Does he reach across the aisle to the people who engineered the problems that bedevil him, who want none of his bipartisan pragmatism and would rather use federal loans to GM and Chrysler as an opportunity to continue the Reagan-Bush policies of union bashing and union busting, blaming failures of management, a crisis of consumer confidence, and a credit crunch that makes the purchase of any new car (including a Toyota) impossible, on greedy union workers? Or does he ask Boehner and Shelby whether they truly believe we should give up American-quality jobs with hard-won American benefits and environmental and safety standards and embrace as our model the wages and benefits of Chinese, Indian, and Mexican workers?

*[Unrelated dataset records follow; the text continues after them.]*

//! # codecountlib
//!
//! A heuristic source line counter that walks a project tree and
//! tallies comment lines, blank lines, bracket-only lines, comment
//! blocks, class-looking lines and function-looking lines.
//!
//! ## Overview
//!
//! The counters are deliberately approximate: classification is a
//! single forward pass of substring checks per line, with one piece of
//! state (whether a block comment is open). There is no lexing and no
//! language awareness. The walk is single-threaded depth-first
//! recursion; directories in the skip set are never descended into,
//! and files are picked by case-insensitive extension.
//!
//! Failures never abort a scan, the root path included. Unreadable
//! directories and files are recorded as warnings on the statistics
//! record and the walk carries on; an unopenable root just produces an
//! all-zero record with one warning.
//!
//! ## Example
//!
//! ```rust
//! use codecountlib::{render, scan, ScanConfig};
//! use std::fs;
//! use tempfile::tempdir;
//!
//! let dir = tempdir().unwrap();
//! fs::write(
//!     dir.path().join("main.c"),
//!     "// entry point\nint main(void)\n{\nreturn 0;\n}\n",
//! )
//! .unwrap();
//!
//! let stats = scan(dir.path(), &ScanConfig::new());
//! assert_eq!(stats.total_lines, 5);
//! assert_eq!(stats.counters.commented_lines, 1);
//! assert_eq!(stats.counters.bracket_lines, 2);
//! assert_eq!(stats.adjusted_lines(), 2);
//!
//! println!("{}", render(&stats));
//! ```
//!
//! ## Quirks
//!
//! The default [`ClassifyMode::Legacy`] reproduces the historical
//! heuristic exactly, including two documented quirks: the per-line
//! conditions are independent (one line can be double-counted), and a
//! block comment opened and closed on the same line still leaves the
//! classifier inside the block. [`ClassifyMode::Corrected`] cleans both
//! up as an explicit opt-in; the default never changes.

pub mod classifier;
pub mod config;
pub mod error;
pub mod report;
pub mod scanner;
pub mod stats;
pub mod walker;

pub use classifier::{classify_lines, Classifier, ClassifyMode};
pub use config::{ScanConfig, DEFAULT_EXTENSIONS, DEFAULT_SKIP_DIRS};
pub use error::CodecountError;
pub use report::render;
pub use scanner::{scan, scan_file};
pub use stats::{Counters, ScanStats, ScanWarning};

/// Result type for codecountlib operations
pub type Result<T> = std::result::Result<T, CodecountError>;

I do not ask these questions because I have the answers. I ask them because they need to be asked. FDR offered a forward-looking message of hope and fortitude and economic experimentation until we had it right, but he ran against Hoover even when Hoover was no longer on the ballot. He understood that the ideology that had led to the Great Depression was a formidable foe that would not go away easily, and he built a new consensus against that foe that lasted 50 years. If Obama wants to stand above the fray (at least as long as the Republicans in Congress will let him), he may do well to anoint a surrogate with enough authority and ability to grab the headlines (e.g., Joe Biden, who has both the gravitas and the sense of humor to respond to the likes of Boehner and McConnell) to remind voters over and over what they need to know and remember: that it took a group of wrong-headed, self-serving ideologues several years to destroy our economy, and that their radical conservative ideology is the problem, not the solution.
This passage from Westen captures both the conceptual argument and the direct political application. What's important to recognize is that up to this point, neither has been directly responded to. All the defenses or apologias for Obama's approach have been more or less canned or formulaic. And I think that Westen does a very good job of putting the question in a way that cries out for something better than that.
Because the answer can prove pivotal for whether Obama is able to prevail as FDR did, I think that Westen's questioning cries out for an answer that all of us should want to hear, sooner, rather than later.